The Behavioral Authorization Positioning

We have written before about the WHO vs. HOW distinction in AI governance. Identity infrastructure—service accounts, API keys, SSO, RBAC—answers WHO: which agents exist, what systems they can access, what actions they are authorized to attempt. The six-gate architecture answers HOW: under what conditions an agent with valid credentials is actually permitted to proceed.

These are different problems. An agent with perfect identity governance can still fabricate data, overspend on a failing strategy, run during a security incident, or execute irreversible external actions without verifying prior state. None of those failures are prevented by knowing who the agent is. They are prevented by evaluating what the agent is allowed to do given the current system state.

Behavioral authorization is the governance layer between authentication and action. Identity says “this agent is allowed to exist.” Behavioral authorization says “this agent is allowed to proceed right now.” The distinction matters because “right now” changes continuously in production systems.

The gates are the implementation. They run on every cycle, evaluate current system state across six dimensions, and produce a binary answer: proceed or stop. That answer is not a recommendation. It is the authorization signal.
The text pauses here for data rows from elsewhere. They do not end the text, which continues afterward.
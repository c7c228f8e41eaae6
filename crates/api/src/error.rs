//! API error types with HTTP response mapping.

use axum::http::StatusCode;
use axum::response::{IntoResponse, Response};
use domain::DomainError;
use fulfillment::FulfillmentError;
use store::StoreError;

/// API-level error type that maps to HTTP responses.
#[derive(Debug)]
pub enum ApiError {
    /// Bad request from the client.
    BadRequest(String),
    /// Missing or unresolvable session token.
    Unauthorized(String),
    /// The actor may not perform this action.
    Forbidden(String),
    /// Resource not found.
    NotFound(String),
    /// The supplied CSRF token does not match the session's.
    CsrfMismatch,
    /// Coordinator error.
    Fulfillment(FulfillmentError),
    /// Internal server error.
    Internal(String),
}

impl IntoResponse for ApiError {
    fn into_response(self) -> Response {
        let (status, message) = match self {
            ApiError::BadRequest(msg) => (StatusCode::BAD_REQUEST, msg),
            ApiError::Unauthorized(msg) => (StatusCode::UNAUTHORIZED, msg),
            ApiError::Forbidden(msg) => (StatusCode::FORBIDDEN, msg),
            ApiError::NotFound(msg) => (StatusCode::NOT_FOUND, msg),
            ApiError::CsrfMismatch => {
                (StatusCode::UNPROCESSABLE_ENTITY, "csrf token error".to_string())
            }
            ApiError::Fulfillment(err) => fulfillment_error_to_response(err),
            ApiError::Internal(msg) => {
                tracing::error!(error = %msg, "internal server error");
                (StatusCode::INTERNAL_SERVER_ERROR, msg)
            }
        };

        let body = serde_json::json!({ "error": message });
        (status, axum::Json(body)).into_response()
    }
}

fn fulfillment_error_to_response(err: FulfillmentError) -> (StatusCode, String) {
    use FulfillmentError::*;

    match &err {
        ItemNotFound | UserNotFound | EvidenceNotFound | ShippingNotFound => {
            (StatusCode::NOT_FOUND, err.to_string())
        }
        // Ownership and ownership-adjacent rejections.
        Forbidden | SelfPurchase | ItemNotAvailable | ItemNotEditable | BumpTooSoon
        | CarrierNotYetShipping => (StatusCode::FORBIDDEN, err.to_string()),
        // State races the caller can observe and retry, plus input mistakes.
        NotWaitingForShipping | NotWaitingForCompletion | ShippingNotRequested
        | StillInTransit | AlreadyArrived | NotYetDelivered | CategoryNotFound
        | MissingField { .. } | PaymentDeclined { .. } => {
            (StatusCode::BAD_REQUEST, err.to_string())
        }
        Domain(DomainError::PriceOutOfRange { .. }) => (StatusCode::BAD_REQUEST, err.to_string()),
        Adapter(_) | Domain(_) | Store(_) => {
            tracing::error!(error = %err, "fulfillment operation failed");
            (StatusCode::INTERNAL_SERVER_ERROR, err.to_string())
        }
    }
}

impl From<FulfillmentError> for ApiError {
    fn from(err: FulfillmentError) -> Self {
        ApiError::Fulfillment(err)
    }
}

impl From<StoreError> for ApiError {
    fn from(err: StoreError) -> Self {
        ApiError::Internal(err.to_string())
    }
}
//! Listing endpoints: sell, price edit, bump.

use std::sync::Arc;

use axum::Json;
use axum::extract::State;
use axum::http::{HeaderMap, StatusCode};
use common::ItemId;
use domain::{Item, Price};
use fulfillment::{CategoryDirectory, NewListing, PaymentClient, ShipmentClient};
use serde::{Deserialize, Serialize};
use store::MarketStore;

use crate::AppState;
use crate::error::ApiError;
use crate::session::current_session;

// -- Request types --

#[derive(Deserialize)]
pub struct SellRequest {
    pub csrf_token: String,
    pub name: String,
    pub description: String,
    pub price: i64,
    pub category_id: i64,
    /// Already-uploaded image, resolved by the out-of-scope upload handler.
    pub image_name: String,
}

#[derive(Deserialize)]
pub struct ItemEditRequest {
    pub csrf_token: String,
    pub item_id: i64,
    pub item_price: i64,
}

#[derive(Deserialize)]
pub struct BumpRequest {
    pub csrf_token: String,
    pub item_id: i64,
}

// -- Response types --

#[derive(Serialize)]
pub struct SellResponse {
    pub id: ItemId,
}

#[derive(Serialize)]
pub struct ItemSummaryResponse {
    pub item_id: ItemId,
    pub item_price: i64,
    pub item_created_at: i64,
    pub item_updated_at: i64,
}

impl From<Item> for ItemSummaryResponse {
    fn from(item: Item) -> Self {
        Self {
            item_id: item.id,
            item_price: item.price.get(),
            item_created_at: item.created_at.timestamp(),
            item_updated_at: item.updated_at.timestamp(),
        }
    }
}

fn parse_price(value: i64) -> Result<Price, ApiError> {
    Price::new(value).map_err(|err| ApiError::BadRequest(err.to_string()))
}

// -- Handlers --

/// POST /sell — list a new item.
#[tracing::instrument(skip_all)]
pub async fn sell<S, P, Sh, C>(
    State(state): State<Arc<AppState<S, P, Sh, C>>>,
    headers: HeaderMap,
    Json(req): Json<SellRequest>,
) -> Result<(StatusCode, Json<SellResponse>), ApiError>
where
    S: MarketStore,
    P: PaymentClient,
    Sh: ShipmentClient,
    C: CategoryDirectory,
{
    let session = current_session(state.sessions.as_ref(), &headers).await?;
    session.require_csrf(&req.csrf_token)?;

    let price = parse_price(req.price)?;
    let id = state
        .coordinator
        .list_item(
            session.user_id,
            NewListing {
                name: req.name,
                description: req.description,
                price,
                category_id: common::CategoryId::new(req.category_id),
                image_name: req.image_name,
            },
        )
        .await?;

    Ok((StatusCode::CREATED, Json(SellResponse { id })))
}

/// POST /items/edit — change a listing's price.
#[tracing::instrument(skip_all)]
pub async fn edit<S, P, Sh, C>(
    State(state): State<Arc<AppState<S, P, Sh, C>>>,
    headers: HeaderMap,
    Json(req): Json<ItemEditRequest>,
) -> Result<Json<ItemSummaryResponse>, ApiError>
where
    S: MarketStore,
    P: PaymentClient,
    Sh: ShipmentClient,
    C: CategoryDirectory,
{
    let session = current_session(state.sessions.as_ref(), &headers).await?;
    session.require_csrf(&req.csrf_token)?;

    let price = parse_price(req.item_price)?;
    let item = state
        .coordinator
        .update_price(session.user_id, ItemId::new(req.item_id), price)
        .await?;

    Ok(Json(item.into()))
}

/// POST /bump — refresh a listing's position.
#[tracing::instrument(skip_all)]
pub async fn bump<S, P, Sh, C>(
    State(state): State<Arc<AppState<S, P, Sh, C>>>,
    headers: HeaderMap,
    Json(req): Json<BumpRequest>,
) -> Result<Json<ItemSummaryResponse>, ApiError>
where
    S: MarketStore,
    P: PaymentClient,
    Sh: ShipmentClient,
    C: CategoryDirectory,
{
    let session = current_session(state.sessions.as_ref(), &headers).await?;
    session.require_csrf(&req.csrf_token)?;

    let item = state
        .coordinator
        .bump(session.user_id, ItemId::new(req.item_id))
        .await?;

    Ok(Json(item.into()))
}
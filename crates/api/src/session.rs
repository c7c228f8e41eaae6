//! Session resolution at the boundary.
//!
//! The account/session component is out of scope; this module is its
//! contract. A resolved [`Session`] is an explicit value the handler threads
//! into its checks: the CSRF token travels in the request body and is
//! compared here, never read from ambient state further down.

use std::collections::HashMap;
use std::sync::RwLock;

use async_trait::async_trait;
use axum::http::{HeaderMap, header};
use common::UserId;

use crate::error::ApiError;

/// A resolved session: who is calling, and the CSRF token their session
/// carries.
#[derive(Debug, Clone)]
pub struct Session {
    pub user_id: UserId,
    pub csrf_token: String,
}

impl Session {
    /// Compares the CSRF token supplied in a request body against the
    /// session's.
    pub fn require_csrf(&self, supplied: &str) -> Result<(), ApiError> {
        if self.csrf_token != supplied {
            return Err(ApiError::CsrfMismatch);
        }
        Ok(())
    }
}

/// Resolves bearer tokens into sessions.
#[async_trait]
pub trait SessionService: Send + Sync {
    /// Resolves a bearer token. `None` means the token is unknown or
    /// expired.
    async fn resolve(&self, token: &str) -> Option<Session>;
}

/// Resolves the calling user from the `Authorization: Bearer` header.
pub async fn current_session(
    sessions: &dyn SessionService,
    headers: &HeaderMap,
) -> Result<Session, ApiError> {
    let token = headers
        .get(header::AUTHORIZATION)
        .and_then(|value| value.to_str().ok())
        .and_then(|value| value.strip_prefix("Bearer "))
        .ok_or_else(|| ApiError::Unauthorized("no session".to_string()))?;

    sessions
        .resolve(token)
        .await
        .ok_or_else(|| ApiError::Unauthorized("no session".to_string()))
}

/// A session issued by [`StaticSessions`].
#[derive(Debug, Clone)]
pub struct IssuedSession {
    /// The bearer token identifying the session.
    pub token: String,
    /// The CSRF token the client must echo in mutating request bodies.
    pub csrf_token: String,
}

/// In-process session store.
///
/// Stands in for the real session component in the binary and in tests.
#[derive(Debug, Default)]
pub struct StaticSessions {
    sessions: RwLock<HashMap<String, Session>>,
}

impl StaticSessions {
    /// Creates an empty session store.
    pub fn new() -> Self {
        Self::default()
    }

    /// Issues a session for a user and returns its tokens.
    pub fn issue(&self, user_id: UserId) -> IssuedSession {
        let token = uuid::Uuid::new_v4().to_string();
        let csrf_token = uuid::Uuid::new_v4().to_string();
        self.sessions.write().unwrap().insert(
            token.clone(),
            Session {
                user_id,
                csrf_token: csrf_token.clone(),
            },
        );
        IssuedSession { token, csrf_token }
    }
}

#[async_trait]
impl SessionService for StaticSessions {
    async fn resolve(&self, token: &str) -> Option<Session> {
        self.sessions.read().unwrap().get(token).cloned()
    }
}

#[cfg(test)]
mod tests {
    use super::*;

    #[tokio::test]
    async fn issued_sessions_resolve() {
        let sessions = StaticSessions::new();
        let issued = sessions.issue(UserId::new(7));

        let session = sessions.resolve(&issued.token).await.unwrap();
        assert_eq!(session.user_id, UserId::new(7));
        assert!(session.require_csrf(&issued.csrf_token).is_ok());
        assert!(session.require_csrf("wrong").is_err());
    }

    #[tokio::test]
    async fn unknown_tokens_do_not_resolve() {
        let sessions = StaticSessions::new();
        assert!(sessions.resolve("nope").await.is_none());
    }

    #[tokio::test]
    async fn missing_header_is_unauthorized() {
        let sessions = StaticSessions::new();
        let headers = HeaderMap::new();
        let result = current_session(&sessions, &headers).await;
        assert!(matches!(result, Err(ApiError::Unauthorized(_))));
    }
}
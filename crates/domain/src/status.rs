//! Status machines for items, transaction evidence, and shippings.
//!
//! These transition tables are the single source of truth for what the
//! fulfillment coordinator may do to a row. The coordinator's own control
//! flow should never attempt an illegal transition; the tables exist so
//! that if it ever does, the attempt is rejected instead of persisted.

use serde::{Deserialize, Serialize};

use crate::error::DomainError;

/// The sale status of an item.
///
/// Transitions:
/// ```text
/// ForSale ──┬──► Trading ──► Sold
///           ├──► Stopped ──► ForSale
///           └──► Cancelled
/// ```
#[derive(Debug, Clone, Copy, PartialEq, Eq, Hash, Serialize, Deserialize)]
#[serde(rename_all = "snake_case")]
pub enum ItemStatus {
    /// Listed and purchasable.
    ForSale,

    /// A purchase is in flight; evidence and shipping rows exist.
    Trading,

    /// Delivery confirmed (terminal state).
    Sold,

    /// Taken off the market by the seller; may be re-listed.
    Stopped,

    /// Withdrawn for good (terminal state).
    Cancelled,
}

impl ItemStatus {
    /// Returns true if a buyer may purchase the item in this status.
    pub fn is_purchasable(&self) -> bool {
        matches!(self, ItemStatus::ForSale)
    }

    /// Returns true if the seller may edit the listing in this status.
    pub fn can_edit(&self) -> bool {
        matches!(self, ItemStatus::ForSale)
    }

    /// Returns true if no further transitions are possible.
    pub fn is_terminal(&self) -> bool {
        matches!(self, ItemStatus::Sold | ItemStatus::Cancelled)
    }

    /// Returns true if the machine permits moving from `self` to `to`.
    pub fn can_transition(&self, to: ItemStatus) -> bool {
        matches!(
            (self, to),
            (ItemStatus::ForSale, ItemStatus::Trading)
                | (ItemStatus::Trading, ItemStatus::Sold)
                | (ItemStatus::ForSale, ItemStatus::Stopped)
                | (ItemStatus::Stopped, ItemStatus::ForSale)
                | (ItemStatus::ForSale, ItemStatus::Cancelled)
        )
    }

    /// Returns the status name as stored in the database.
    pub fn as_str(&self) -> &'static str {
        match self {
            ItemStatus::ForSale => "for_sale",
            ItemStatus::Trading => "trading",
            ItemStatus::Sold => "sold",
            ItemStatus::Stopped => "stopped",
            ItemStatus::Cancelled => "cancelled",
        }
    }
}

impl std::fmt::Display for ItemStatus {
    fn fmt(&self, f: &mut std::fmt::Formatter<'_>) -> std::fmt::Result {
        write!(f, "{}", self.as_str())
    }
}

impl std::str::FromStr for ItemStatus {
    type Err = DomainError;

    fn from_str(s: &str) -> Result<Self, Self::Err> {
        match s {
            "for_sale" => Ok(ItemStatus::ForSale),
            "trading" => Ok(ItemStatus::Trading),
            "sold" => Ok(ItemStatus::Sold),
            "stopped" => Ok(ItemStatus::Stopped),
            "cancelled" => Ok(ItemStatus::Cancelled),
            other => Err(DomainError::UnknownStatus {
                entity: "item",
                value: other.to_string(),
            }),
        }
    }
}

/// The status of a transaction evidence record.
///
/// Moves forward only:
/// ```text
/// WaitShipping ──► WaitDone ──► Done
/// ```
#[derive(Debug, Clone, Copy, PartialEq, Eq, Hash, Serialize, Deserialize)]
#[serde(rename_all = "snake_case")]
pub enum EvidenceStatus {
    /// Purchase committed; waiting for the seller to hand the parcel over.
    WaitShipping,

    /// Parcel is with the carrier; waiting for the buyer's confirmation.
    WaitDone,

    /// Trade closed (terminal state).
    Done,
}

impl EvidenceStatus {
    /// Position in the forward-only progression.
    fn rank(&self) -> u8 {
        match self {
            EvidenceStatus::WaitShipping => 0,
            EvidenceStatus::WaitDone => 1,
            EvidenceStatus::Done => 2,
        }
    }

    /// Returns true if no further transitions are possible.
    pub fn is_terminal(&self) -> bool {
        matches!(self, EvidenceStatus::Done)
    }

    /// Returns true if the machine permits moving from `self` to `to`.
    ///
    /// Only single forward steps are legal; the status never regresses and
    /// never skips a stage.
    pub fn can_transition(&self, to: EvidenceStatus) -> bool {
        to.rank() == self.rank() + 1
    }

    /// Returns the status name as stored in the database.
    pub fn as_str(&self) -> &'static str {
        match self {
            EvidenceStatus::WaitShipping => "wait_shipping",
            EvidenceStatus::WaitDone => "wait_done",
            EvidenceStatus::Done => "done",
        }
    }
}

impl std::fmt::Display for EvidenceStatus {
    fn fmt(&self, f: &mut std::fmt::Formatter<'_>) -> std::fmt::Result {
        write!(f, "{}", self.as_str())
    }
}

impl std::str::FromStr for EvidenceStatus {
    type Err = DomainError;

    fn from_str(s: &str) -> Result<Self, Self::Err> {
        match s {
            "wait_shipping" => Ok(EvidenceStatus::WaitShipping),
            "wait_done" => Ok(EvidenceStatus::WaitDone),
            "done" => Ok(EvidenceStatus::Done),
            other => Err(DomainError::UnknownStatus {
                entity: "transaction evidence",
                value: other.to_string(),
            }),
        }
    }
}

/// The status of a shipping record, and also the status vocabulary the
/// carrier reports for a reservation.
///
/// Moves forward only:
/// ```text
/// Initial ──► WaitPickup ──► Shipping ──► Done
/// ```
#[derive(Debug, Clone, Copy, PartialEq, Eq, Hash, Serialize, Deserialize)]
#[serde(rename_all = "snake_case")]
pub enum ShippingStatus {
    /// Reservation exists; no pickup requested yet. The label is empty.
    Initial,

    /// Pickup requested; the label image is stored.
    WaitPickup,

    /// The carrier has the parcel.
    Shipping,

    /// Delivered (terminal state).
    Done,
}

impl ShippingStatus {
    /// Position in the forward-only progression.
    fn rank(&self) -> u8 {
        match self {
            ShippingStatus::Initial => 0,
            ShippingStatus::WaitPickup => 1,
            ShippingStatus::Shipping => 2,
            ShippingStatus::Done => 3,
        }
    }

    /// Returns true if the label image must be present in this status.
    pub fn has_label(&self) -> bool {
        self.rank() >= ShippingStatus::WaitPickup.rank()
    }

    /// Returns true if no further transitions are possible.
    pub fn is_terminal(&self) -> bool {
        matches!(self, ShippingStatus::Done)
    }

    /// Returns true if the machine permits moving from `self` to `to`.
    ///
    /// Only single forward steps are legal.
    pub fn can_transition(&self, to: ShippingStatus) -> bool {
        to.rank() == self.rank() + 1
    }

    /// Returns the status name as stored in the database and reported by
    /// the carrier.
    pub fn as_str(&self) -> &'static str {
        match self {
            ShippingStatus::Initial => "initial",
            ShippingStatus::WaitPickup => "wait_pickup",
            ShippingStatus::Shipping => "shipping",
            ShippingStatus::Done => "done",
        }
    }
}

impl std::fmt::Display for ShippingStatus {
    fn fmt(&self, f: &mut std::fmt::Formatter<'_>) -> std::fmt::Result {
        write!(f, "{}", self.as_str())
    }
}

impl std::str::FromStr for ShippingStatus {
    type Err = DomainError;

    fn from_str(s: &str) -> Result<Self, Self::Err> {
        match s {
            "initial" => Ok(ShippingStatus::Initial),
            "wait_pickup" => Ok(ShippingStatus::WaitPickup),
            "shipping" => Ok(ShippingStatus::Shipping),
            "done" => Ok(ShippingStatus::Done),
            other => Err(DomainError::UnknownStatus {
                entity: "shipping",
                value: other.to_string(),
            }),
        }
    }
}

/// Returns true if an evidence/shipping status pair is one of the
/// combinations the fulfillment flow can legally persist.
///
/// Shipping may only be waiting for pickup while the evidence is still
/// waiting for shipping, and may only be in transit or delivered once the
/// evidence has advanced past it.
pub fn statuses_consistent(evidence: EvidenceStatus, shipping: ShippingStatus) -> bool {
    matches!(
        (evidence, shipping),
        (EvidenceStatus::WaitShipping, ShippingStatus::Initial)
            | (EvidenceStatus::WaitShipping, ShippingStatus::WaitPickup)
            | (EvidenceStatus::WaitDone, ShippingStatus::Shipping)
            | (EvidenceStatus::WaitDone, ShippingStatus::Done)
            | (EvidenceStatus::Done, ShippingStatus::Done)
    )
}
We think this is what enterprise AI governance will look like at scale: not dashboards that alert after the fact, but embedded evaluation logic that prevents specific action classes before they occur, under specific conditions, with audit trails that capture why the decision was made. The six-gate model is one implementation. The underlying principle—continuous behavioral authorization rather than one-time identity authorization—generalizes beyond it.